DE691818C - Three-voltage direct current machine for mobile transmitting or receiving stations for wireless communication - Google Patents

Description

S130569

The invention relates to a direct current machine for supplying power to the mobile Transmitting or receiving stations for wireless messaging. For the business such stations are usually required three different voltages, of which one serves as a grid bias.

In and of itself there is the possibility of a direct current machine with three windings to use on the same armature and associated three commutators. However, these machines have the disadvantage that only two commutators can be adjacent to the armature, so that the connection of the third commutator with the associated winding by one of the other commutators take place through it or the commutators must be arranged one above the other. Such an anchor; is difficult in the Easily exposed to malfunctions during manufacture and operation.

In order to avoid these disadvantages, the voltages for moving stations are generated for wireless message transmission so far by at least two machines. There however, these stations are portable or in vehicles, e.g. B. Airplanes, it is of the utmost importance to install them as possible small and easy to make. The use of two generators makes this much more difficult.

The invention now consists in applying all three voltages in a single machine generate by dividing two of the voltages into two on a common DC armature Generated housed windings and arranged by two on both sides of the armature Commutators are removed while the third voltage in one or more fixed windings one on the same shaft, within the common Enclosed voltage generator by permanent magnet excitation initially as alternating voltage medium or higher frequency generated and then in a static rectifier arrangement, z. B. by dry rectifier, is rectified. In itself the generation of direct currents is through rectification an alternating current generated in a fixed winding with the help of electrical 5 "

shear valves known. As a result of the relatively high frequency and the intended use Purpose of use low power can be the used. Equal to, = ·. Richter be small and cheap, even folds ©. · with the high frequency that still required $ | £ - smoothing agents are small. Through this and through the union in a common Housing, the desired space and weight savings are achieved.

Due to the multi-pole design of the alternator, the frequency is Alternating current is a multiple of the generator speed, it is advantageous if it is at least in the range of about 400 oscillations / sec. lies.

In the drawing, exemplary embodiments of the invention are shown.

Fig. Ι shows a generator set partly in longitudinal section, partly as a circuit diagram connected rectifier device.

. Fig. 2 is a cross section in the plane AA through the generator shown in Fig. 1, aggregate.

3 is a schematic illustration a modified circuit.

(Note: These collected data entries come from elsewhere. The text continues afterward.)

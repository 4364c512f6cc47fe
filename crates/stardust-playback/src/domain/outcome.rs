//! Results of playback transitions.

use serde::Serialize;
use thiserror::Error;

/// Why a transition or event left the state untouched.
///
/// None of these are failures.
#[derive(Debug, Clone, Copy, PartialEq, Eq, Error, Serialize)]
#[serde(rename_all = "snake_case")]
pub enum IgnoredReason {
    /// `prev_scene` at the first scene.
    #[error("already at the first scene")]
    AtFirstScene,
    /// `next_scene` at the last scene.
    #[error("already at the last scene")]
    AtLastScene,
    /// A completion for an utterance that was cancelled or superseded.
    #[error("narration completion is stale")]
    StaleNarration,
    /// A settle-delay expiry for an auto-advance that was cancelled.
    #[error("auto-advance is stale")]
    StaleAutoAdvance,
}

/// What a transition did.
#[derive(Debug, Clone, Copy, PartialEq, Eq)]
pub enum Transition {
    /// State changed.
    Applied,
    /// State unchanged.
    Ignored(IgnoredReason),
}

impl Transition {
    /// Whether the state changed.
    #[must_use]
    pub fn is_applied(self) -> bool {
        matches!(self, Self::Applied)
    }

    /// The reason, for ignored transitions.
    #[must_use]
    pub fn ignored_reason(self) -> Option<IgnoredReason> {
        match self {
            Self::Applied => None,
            Self::Ignored(reason) => Some(reason),
        }
    }
}

#[cfg(test)]
mod tests {
    use super::*;

    #[test]
    fn test_ignored_reason_serializes_as_snake_case_code() {
        let json = serde_json::to_value(IgnoredReason::AtLastScene).unwrap();
        assert_eq!(json, "at_last_scene");
        assert_eq!(
            IgnoredReason::StaleNarration.to_string(),
            "narration completion is stale"
        );
    }

    #[test]
    fn test_transition_accessors() {
        assert!(Transition::Applied.is_applied());
        assert_eq!(Transition::Applied.ignored_reason(), None);
        let ignored = Transition::Ignored(IgnoredReason::AtFirstScene);
        assert!(!ignored.is_applied());
        assert_eq!(ignored.ignored_reason(), Some(IgnoredReason::AtFirstScene));
    }
}
//! The `Story` and `Scene` value types.

use serde::{Deserialize, Serialize};
use stardust_core::error::DomainError;

/// One narrated unit of a story.
#[derive(Debug, Clone, PartialEq, Eq, Serialize, Deserialize)]
#[serde(rename_all = "camelCase")]
pub struct Scene {
    /// Heading shown above the scene.
    pub title: String,
    /// Text handed verbatim to the narration driver.
    #[serde(default)]
    pub narration_text: String,
    /// Reference to the scene illustration. Not resolved or validated.
    #[serde(default)]
    pub image_url: String,
    /// Accessibility text for the illustration.
    #[serde(default)]
    pub alt_text: String,
    /// Optional stage directions supplied by the story source.
    #[serde(default, skip_serializing_if = "Vec::is_empty")]
    pub scene_actions: Vec<String>,
}

impl Scene {
    /// Creates a scene without stage directions.
    #[must_use]
    pub fn new(
        title: impl Into<String>,
        narration_text: impl Into<String>,
        image_url: impl Into<String>,
        alt_text: impl Into<String>,
    ) -> Self {
        Self {
            title: title.into(),
            narration_text: narration_text.into(),
            image_url: image_url.into(),
            alt_text: alt_text.into(),
            scene_actions: Vec::new(),
        }
    }

    /// Returns true when there is nothing for the narrator to say.
    #[must_use]
    pub fn is_silent(&self) -> bool {
        self.narration_text.trim().is_empty()
    }
}

/// An immutable, validated story. Always holds at least one scene.
#[derive(Debug, Clone, PartialEq, Eq, Serialize, Deserialize)]
#[serde(rename_all = "camelCase", try_from = "StoryDocument")]
pub struct Story {
    pub(crate) title: String,
    pub(crate) age_range: String,
    pub(crate) scenes: Vec<Scene>,
    pub(crate) estimated_duration_seconds: u64,
}

impl Story {
    /// Builds a story from its parts.
    ///
    /// # Errors
    ///
    /// Returns `DomainError::Validation` if `scenes` is empty.
    pub fn new(
        title: impl Into<String>,
        age_range: impl Into<String>,
        scenes: Vec<Scene>,
        estimated_duration_seconds: u64,
    ) -> Result<Self, DomainError> {
        let title = title.into();
        if scenes.is_empty() {
            return Err(DomainError::Validation(format!(
                "story \"{title}\" must contain at least one scene"
            )));
        }
        for (index, scene) in scenes.iter().enumerate() {
            if scene.is_silent() {
                tracing::warn!(
                    story = %title,
                    scene_index = index,
                    "scene has no narration text; it will advance silently"
                );
            }
        }
        Ok(Self {
            title,
            age_range: age_range.into(),
            scenes,
            estimated_duration_seconds,
        })
    }

    /// Story title.
    #[must_use]
    pub fn title(&self) -> &str {
        &self.title
    }

    /// Informational age label, e.g. `4-8 years`.
    #[must_use]
    pub fn age_range(&self) -> &str {
        &self.age_range
    }

    /// Scenes in narration order.
    #[must_use]
    pub fn scenes(&self) -> &[Scene] {
        &self.scenes
    }

    /// Returns the scene at `index`, if any.
    #[must_use]
    pub fn scene(&self, index: usize) -> Option<&Scene> {
        self.scenes.get(index)
    }

    /// Number of scenes. Never zero.
    #[must_use]
    pub fn scene_count(&self) -> usize {
        self.scenes.len()
    }

    /// Index of the final scene.
    #[must_use]
    pub fn last_index(&self) -> usize {
        self.scenes.len() - 1
    }

    /// Informational reading time in seconds.
    #[must_use]
    pub fn estimated_duration_seconds(&self) -> u64 {
        self.estimated_duration_seconds
    }

    /// Reading time rounded to the nearest whole minute.
    #[must_use]
    pub fn estimated_minutes(&self) -> u64 {
        (self.estimated_duration_seconds + 30) / 60
    }
}

/// Wire shape accepted from story sources before validation.
///
/// `storyTitle` and `estimatedReadTimeSeconds` are accepted for documents
/// produced by the web client.
#[derive(Debug, Deserialize)]
#[serde(rename_all = "camelCase")]
struct StoryDocument {
    #[serde(alias = "storyTitle")]
    title: String,
    #[serde(default)]
    age_range: String,
    scenes: Vec<Scene>,
    #[serde(default, alias = "estimatedReadTimeSeconds")]
    estimated_duration_seconds: u64,
}

impl TryFrom<StoryDocument> for Story {
    type Error = DomainError;

    fn try_from(doc: StoryDocument) -> Result<Self, Self::Error> {
        Story::new(
            doc.title,
            doc.age_range,
            doc.scenes,
            doc.estimated_duration_seconds,
        )
    }
}
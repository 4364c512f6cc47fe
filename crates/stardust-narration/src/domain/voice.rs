//! Voice parameters applied to each utterance.

use serde::{Deserialize, Serialize};

/// Rate, pitch, and volume for one utterance.
///
/// Values follow the conventions of browser speech synthesis: `rate` is a
/// multiplier of the engine's normal speed, `pitch` a multiplier around 1.0,
/// and `volume` a gain in `[0, 1]`.
#[derive(Debug, Clone, Copy, PartialEq, Serialize, Deserialize)]
pub struct VoiceOptions {
    /// Speaking rate multiplier, clamped to `[0.1, 10]`.
    pub rate: f32,
    /// Pitch multiplier, clamped to `[0, 2]`.
    pub pitch: f32,
    /// Output gain, clamped to `[0, 1]`.
    pub volume: f32,
}

impl VoiceOptions {
    /// Creates options, clamping every value into its valid range.
    #[must_use]
    pub fn new(rate: f32, pitch: f32, volume: f32) -> Self {
        Self {
            rate: rate.clamp(0.1, 10.0),
            pitch: pitch.clamp(0.0, 2.0),
            volume: volume.clamp(0.0, 1.0),
        }
    }

    /// Same voice at zero volume.
    #[must_use]
    pub fn silenced(self) -> Self {
        Self {
            volume: 0.0,
            ..self
        }
    }

    /// Same voice at full volume unless `muted`.
    #[must_use]
    pub fn for_mute_state(self, muted: bool) -> Self {
        if muted {
            self.silenced()
        } else {
            Self {
                volume: 1.0,
                ..self
            }
        }
    }
}

impl Default for VoiceOptions {
    fn default() -> Self {
        VoiceStyle::default().options()
    }
}

/// Named narration voices offered when a story session starts.
#[derive(Debug, Clone, Copy, PartialEq, Eq, Default, Serialize, Deserialize)]
#[serde(rename_all = "snake_case")]
pub enum VoiceStyle {
    /// Slow, slightly raised bedtime reading voice.
    #[default]
    Calm,
    /// Brighter, quicker reading voice.
    Cheerful,
}

impl VoiceStyle {
    /// Voice parameters for this style at full volume.
    #[must_use]
    pub fn options(self) -> VoiceOptions {
        match self {
            Self::Calm => VoiceOptions::new(0.8, 1.1, 1.0),
            Self::Cheerful => VoiceOptions::new(0.95, 1.25, 1.0),
        }
    }
}
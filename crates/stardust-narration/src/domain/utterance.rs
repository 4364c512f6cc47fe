//! Utterance identity and completion events.

use std::fmt;

use serde::{Deserialize, Serialize};

/// Identity of one narration request, unique within a driver.
#[derive(Debug, Clone, Copy, PartialEq, Eq, Hash, PartialOrd, Ord, Serialize, Deserialize)]
#[serde(transparent)]
pub struct UtteranceId(u64);

impl UtteranceId {
    /// Wraps a raw identifier.
    #[must_use]
    pub const fn from_raw(raw: u64) -> Self {
        Self(raw)
    }

    /// The raw identifier.
    #[must_use]
    pub const fn value(self) -> u64 {
        self.0
    }
}

impl fmt::Display for UtteranceId {
    fn fmt(&self, f: &mut fmt::Formatter<'_>) -> fmt::Result {
        write!(f, "utt-{}", self.0)
    }
}

/// How an utterance reached its end.
#[derive(Debug, Clone, PartialEq, Eq, Serialize, Deserialize)]
#[serde(tag = "kind", rename_all = "snake_case")]
pub enum NarrationOutcome {
    /// The backend finished speaking.
    Spoken,
    /// The text was empty; nothing was synthesized.
    NothingToSay,
    /// No speech capability is present; nothing was synthesized.
    Unavailable,
    /// The backend failed part-way. Treated as completion.
    Failed {
        /// Backend error message.
        reason: String,
    },
}

/// Terminal event for an utterance that was not cancelled.
#[derive(Debug, Clone, PartialEq, Eq)]
pub struct NarrationCompleted {
    /// The utterance this event terminates.
    pub utterance_id: UtteranceId,
    /// How it ended.
    pub outcome: NarrationOutcome,
}

#[cfg(test)]
mod tests {
    use super::*;

    #[test]
    fn test_utterance_id_display_and_serde() {
        let id = UtteranceId::from_raw(7);
        assert_eq!(id.to_string(), "utt-7");
        assert_eq!(serde_json::to_string(&id).unwrap(), "7");
    }

    #[test]
    fn test_outcome_serializes_with_kind_tag() {
        let json = serde_json::to_value(NarrationOutcome::Failed {
            reason: "boom".into(),
        })
        .unwrap();
        assert_eq!(json["kind"], "failed");
        assert_eq!(json["reason"], "boom");
    }
}
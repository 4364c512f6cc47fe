//! Speech-output capability boundary.

use async_trait::async_trait;
use thiserror::Error;

use super::voice::VoiceOptions;

/// Failures reported by a speech backend.
#[derive(Debug, Error)]
pub enum SpeechError {
    /// The synthesizer could not be started.
    #[error("failed to start speech synthesizer: {0}")]
    Spawn(#[source] std::io::Error),

    /// Waiting on the synthesizer failed.
    #[error("speech synthesizer I/O error: {0}")]
    Io(#[source] std::io::Error),

    /// The synthesizer exited unsuccessfully.
    #[error("speech synthesizer exited with {0}")]
    Exited(String),

    /// Any other backend-specific failure.
    #[error("speech backend error: {0}")]
    Backend(String),
}

/// A "speak text aloud" capability.
#[async_trait]
pub trait SpeechBackend: Send + Sync {
    /// Short backend name for logs.
    fn name(&self) -> &str;

    /// Whether speech output works in this environment. Probed once when a
    /// narration driver is built.
    fn is_available(&self) -> bool;

    /// Speaks `text` and resolves when the audio has finished.
    ///
    /// Dropping the returned future must stop audio immediately; the driver
    /// cancels utterances by aborting the task that polls it.
    ///
    /// # Errors
    ///
    /// Returns `SpeechError` if synthesis fails.
    async fn speak(&self, text: &str, voice: VoiceOptions) -> Result<(), SpeechError>;
}
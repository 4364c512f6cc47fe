//! Command abstractions.

use uuid::Uuid;

/// Trait implemented by every user-initiated command.
pub trait Command: Send + Sync + std::fmt::Debug {
    /// The type name for this command (for logging/routing).
    fn command_type(&self) -> &'static str;

    /// Correlation ID linking the command to the events it produces.
    fn correlation_id(&self) -> Uuid;
}
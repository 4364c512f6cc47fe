//! Stardust Core — shared domain abstractions.
//!
//! This crate defines the traits and types that the story, narration, and
//! playback crates depend on. It contains no runtime or I/O code.

pub mod clock;
pub mod command;
pub mod error;
pub mod event;
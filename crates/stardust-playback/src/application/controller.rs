//! The scene playback controller.
//!
//! Every transition and every asynchronous signal (narration completion,
//! settle-delay expiry) is handled by `&mut self`, so handlers never
//! interleave. State changes only by recording a [`PlaybackEvent`] and
//! applying it to [`PlaybackState`].

use std::fmt;
use std::sync::Arc;
use std::time::Duration;

use stardust_core::clock::Clock;
use stardust_core::event::EventMetadata;
use stardust_narration::application::driver::NarrationDriver;
use stardust_narration::domain::utterance::NarrationCompleted;
use stardust_narration::domain::voice::{VoiceOptions, VoiceStyle};
use stardust_story::domain::story::Story;
use tracing::{debug, info};
use uuid::Uuid;

use super::auto_advance::{AutoAdvanceDue, AutoAdvanceTimer};
use crate::domain::commands::{PlaybackCommand, PlaybackCommandKind};
use crate::domain::events::{PlaybackEvent, PlaybackEventKind, SceneTrigger, StopReason};
use crate::domain::outcome::{IgnoredReason, Transition};
use crate::domain::snapshot::PlaybackSnapshot;
use crate::domain::state::PlaybackState;

/// Per-session playback settings.
#[derive(Debug, Clone, Copy, PartialEq)]
pub struct PlaybackConfig {
    /// Pause between narration completion and the automatic advance.
    pub settle_delay: Duration,
    /// Reading voice.
    pub voice_style: VoiceStyle,
}

impl PlaybackConfig {
    /// One second, long enough to avoid an abrupt cut.
    pub const DEFAULT_SETTLE_DELAY: Duration = Duration::from_secs(1);

    /// Same settings with another voice.
    #[must_use]
    pub fn with_voice_style(self, voice_style: VoiceStyle) -> Self {
        Self {
            voice_style,
            ..self
        }
    }
}

impl Default for PlaybackConfig {
    fn default() -> Self {
        Self {
            settle_delay: Self::DEFAULT_SETTLE_DELAY,
            voice_style: VoiceStyle::default(),
        }
    }
}

/// Causal context of the utterance in flight.
#[derive(Debug, Clone, Copy)]
struct NarrationContext {
    correlation_id: Uuid,
    started_event_id: Uuid,
}

/// State machine for one viewing session.
pub struct PlaybackController {
    session_id: Uuid,
    story: Arc<Story>,
    config: PlaybackConfig,
    voice: VoiceOptions,
    state: PlaybackState,
    driver: NarrationDriver,
    timer: AutoAdvanceTimer,
    clock: Arc<dyn Clock>,
    narration: Option<NarrationContext>,
    uncommitted_events: Vec<PlaybackEvent>,
}

impl PlaybackController {
    /// Creates a controller on the first scene, paused and unmuted.
    #[must_use]
    pub fn new(
        session_id: Uuid,
        story: Arc<Story>,
        config: PlaybackConfig,
        mut driver: NarrationDriver,
        timer: AutoAdvanceTimer,
        clock: Arc<dyn Clock>,
    ) -> Self {
        driver.set_muted(false);
        Self {
            session_id,
            state: PlaybackState::new(story.scene_count()),
            story,
            voice: config.voice_style.options(),
            config,
            driver,
            timer,
            clock,
            narration: None,
            uncommitted_events: Vec::new(),
        }
    }

    /// Session identifier.
    #[must_use]
    pub fn session_id(&self) -> Uuid {
        self.session_id
    }

    /// The story being played.
    #[must_use]
    pub fn story(&self) -> &Arc<Story> {
        &self.story
    }

    /// Current state.
    #[must_use]
    pub fn state(&self) -> &PlaybackState {
        &self.state
    }

    /// Read-only view for rendering.
    #[must_use]
    pub fn snapshot(&self) -> PlaybackSnapshot {
        PlaybackSnapshot::capture(self.session_id, &self.story, &self.state)
    }

    /// Events recorded since the last drain.
    #[must_use]
    pub fn uncommitted_events(&self) -> &[PlaybackEvent] {
        &self.uncommitted_events
    }

    /// Takes the events recorded since the last drain.
    pub fn drain_events(&mut self) -> Vec<PlaybackEvent> {
        std::mem::take(&mut self.uncommitted_events)
    }

    /// Dispatches a user command.
    pub fn execute(&mut self, command: &PlaybackCommand) -> Transition {
        let correlation_id = command.correlation_id;
        match command.kind {
            PlaybackCommandKind::TogglePlayback => self.toggle_playback(correlation_id),
            PlaybackCommandKind::NextScene => self.next_scene(correlation_id),
            PlaybackCommandKind::PrevScene => self.prev_scene(correlation_id),
            PlaybackCommandKind::ToggleMute => self.toggle_mute(correlation_id),
        }
    }

    /// Starts narrating the current scene, or stops narration in flight.
    ///
    /// Starting cancels any pending auto-advance.
    pub fn toggle_playback(&mut self, correlation_id: Uuid) -> Transition {
        if self.stop_narration(StopReason::Paused, correlation_id) {
            info!(
                session_id = %self.session_id,
                scene_index = self.state.current_index(),
                "playback paused"
            );
            return Transition::Applied;
        }

        self.cancel_auto_advance(correlation_id);
        let scene_index = self.state.current_index();
        let text = self
            .story
            .scene(scene_index)
            .map_or("", |scene| scene.narration_text.as_str());
        let utterance_id = self.driver.speak(text, self.voice);
        let volume = self.voice.for_mute_state(self.state.is_muted()).volume;
        let started_event_id = self.record(
            PlaybackEventKind::NarrationStarted {
                scene_index,
                utterance_id,
                volume,
            },
            correlation_id,
            correlation_id,
        );
        self.narration = Some(NarrationContext {
            correlation_id,
            started_event_id,
        });
        info!(
            session_id = %self.session_id,
            scene_index,
            utterance_id = %utterance_id,
            %correlation_id,
            "playback started"
        );
        Transition::Applied
    }

    /// Moves to the following scene. Ignored at the last scene.
    pub fn next_scene(&mut self, correlation_id: Uuid) -> Transition {
        if self.state.is_last_scene() {
            debug!(session_id = %self.session_id, "next scene ignored at last scene");
            return Transition::Ignored(IgnoredReason::AtLastScene);
        }
        let from = self.state.current_index();
        self.change_scene(from, from + 1, SceneTrigger::Next, correlation_id);
        Transition::Applied
    }

    /// Moves to the preceding scene. Ignored at the first scene.
    pub fn prev_scene(&mut self, correlation_id: Uuid) -> Transition {
        if self.state.is_first_scene() {
            debug!(session_id = %self.session_id, "previous scene ignored at first scene");
            return Transition::Ignored(IgnoredReason::AtFirstScene);
        }
        let from = self.state.current_index();
        self.change_scene(from, from - 1, SceneTrigger::Previous, correlation_id);
        Transition::Applied
    }

    /// Flips the mute state. Narration in flight is interrupted rather than
    /// re-voiced.
    pub fn toggle_mute(&mut self, correlation_id: Uuid) -> Transition {
        self.stop_narration(StopReason::MuteToggled, correlation_id);
        self.cancel_auto_advance(correlation_id);
        let muted = !self.state.is_muted();
        self.driver.set_muted(muted);
        self.record(
            PlaybackEventKind::MuteToggled { muted },
            correlation_id,
            correlation_id,
        );
        info!(session_id = %self.session_id, muted, %correlation_id, "mute toggled");
        Transition::Applied
    }

    /// Handles a narration completion. Completions for anything but the
    /// utterance in flight are stale.
    ///
    /// Schedules the automatic advance unless this is the last scene.
    pub fn on_narration_completed(&mut self, completed: &NarrationCompleted) -> Transition {
        if !self.driver.acknowledge(completed) {
            return Transition::Ignored(IgnoredReason::StaleNarration);
        }
        let context = self.narration.take().unwrap_or(NarrationContext {
            correlation_id: Uuid::nil(),
            started_event_id: Uuid::nil(),
        });
        let scene_index = self.state.current_index();
        let finished_event_id = self.record(
            PlaybackEventKind::NarrationFinished {
                scene_index,
                utterance_id: completed.utterance_id,
                outcome: completed.outcome.clone(),
            },
            context.correlation_id,
            context.started_event_id,
        );
        info!(
            session_id = %self.session_id,
            scene_index,
            utterance_id = %completed.utterance_id,
            "narration finished"
        );

        if !self.state.is_last_scene() {
            let delay = self.config.settle_delay;
            self.timer.arm(delay, finished_event_id, context.correlation_id);
            self.record(
                PlaybackEventKind::AutoAdvanceScheduled {
                    from_index: scene_index,
                    delay_ms: u64::try_from(delay.as_millis()).unwrap_or(u64::MAX),
                },
                context.correlation_id,
                finished_event_id,
            );
        }
        Transition::Applied
    }

    /// Handles a settle-delay expiry. Expiries of cancelled advances are
    /// stale.
    pub fn on_auto_advance_due(&mut self, due: &AutoAdvanceDue) -> Transition {
        if !self.timer.take_if_current(due) {
            return Transition::Ignored(IgnoredReason::StaleAutoAdvance);
        }
        if self.state.is_last_scene() {
            return Transition::Ignored(IgnoredReason::AtLastScene);
        }
        let from = self.state.current_index();
        self.record(
            PlaybackEventKind::SceneChanged {
                from,
                to: from + 1,
                trigger: SceneTrigger::AutoAdvance,
            },
            due.correlation_id,
            due.causation_id,
        );
        info!(session_id = %self.session_id, from, to = from + 1, "auto-advanced");
        Transition::Applied
    }

    /// Cancels narration in flight and any pending auto-advance.
    pub fn shutdown(&mut self) {
        let correlation_id = Uuid::new_v4();
        self.stop_narration(StopReason::SessionEnded, correlation_id);
        self.cancel_auto_advance(correlation_id);
        debug!(session_id = %self.session_id, "controller shut down");
    }

    fn change_scene(
        &mut self,
        from: usize,
        to: usize,
        trigger: SceneTrigger,
        correlation_id: Uuid,
    ) {
        self.stop_narration(StopReason::SceneChanged, correlation_id);
        self.cancel_auto_advance(correlation_id);
        self.record(
            PlaybackEventKind::SceneChanged { from, to, trigger },
            correlation_id,
            correlation_id,
        );
        info!(session_id = %self.session_id, from, to, %correlation_id, "scene changed");
    }

    /// Cancels the utterance in flight, if any. Returns whether one was.
    fn stop_narration(&mut self, reason: StopReason, correlation_id: Uuid) -> bool {
        let Some(utterance_id) = self.driver.current() else {
            return false;
        };
        self.driver.cancel();
        self.narration = None;
        self.record(
            PlaybackEventKind::NarrationStopped {
                scene_index: self.state.current_index(),
                utterance_id,
                reason,
            },
            correlation_id,
            correlation_id,
        );
        true
    }

    fn cancel_auto_advance(&mut self, correlation_id: Uuid) {
        if self.timer.disarm() {
            self.record(
                PlaybackEventKind::AutoAdvanceCancelled {
                    from_index: self.state.current_index(),
                },
                correlation_id,
                correlation_id,
            );
        }
    }

    /// Stamps, applies, and queues an event. Returns its ID.
    fn record(
        &mut self,
        kind: PlaybackEventKind,
        correlation_id: Uuid,
        causation_id: Uuid,
    ) -> Uuid {
        let event = PlaybackEvent {
            metadata: EventMetadata {
                event_id: Uuid::now_v7(),
                event_type: kind.event_type().to_owned(),
                session_id: self.session_id,
                sequence_number: self.state.version() + 1,
                correlation_id,
                causation_id,
                occurred_at: self.clock.now(),
            },
            kind,
        };
        self.state.apply(&event.kind);
        let event_id = event.metadata.event_id;
        self.uncommitted_events.push(event);
        event_id
    }
}

impl fmt::Debug for PlaybackController {
    fn fmt(&self, f: &mut fmt::Formatter<'_>) -> fmt::Result {
        f.debug_struct("PlaybackController")
            .field("session_id", &self.session_id)
            .field("story", &self.story.title())
            .field("state", &self.state)
            .field("driver", &self.driver)
            .finish_non_exhaustive()
    }
}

Two permanent magnets 2 and 3 are fastened opposite one another in the housing 1 of the unit. In the magnetic field prevailing between them, the laminated armature 5, sitting on the shaft 4, runs, in whose grooves the windings 6 of a high-voltage winding. ment and the windings 7 are a low-voltage winding. A commutator 8 with brushes 9 and 10 is seated on the rotor shaft 4; the high-voltage voltage 6 is connected to its lamellae. The brush 9 is above the field winding 1 1, which is provided to support the action of the permanent magnet 2, with the positive current collection terminal 12 for the high voltage, while the brush 10 is grounded via the field winding 1 3 supporting the permanent magnet 3 is. At the other end of the armature 5, the rotor shaft 4 carries a second commutator 14, to the lamellae of which the low-voltage winding 7 is connected. The current induced in this goes from the grounded brush 16 via a lamella of the commutator 14, the winding 7, the diametrically opposite commutator lamella and the brush 17 to the positive acceptance terminal 18 for the low-voltage current. A grounded terminal 19 is used to connect the return lines that come from the power consumers of the high and low voltage circuits.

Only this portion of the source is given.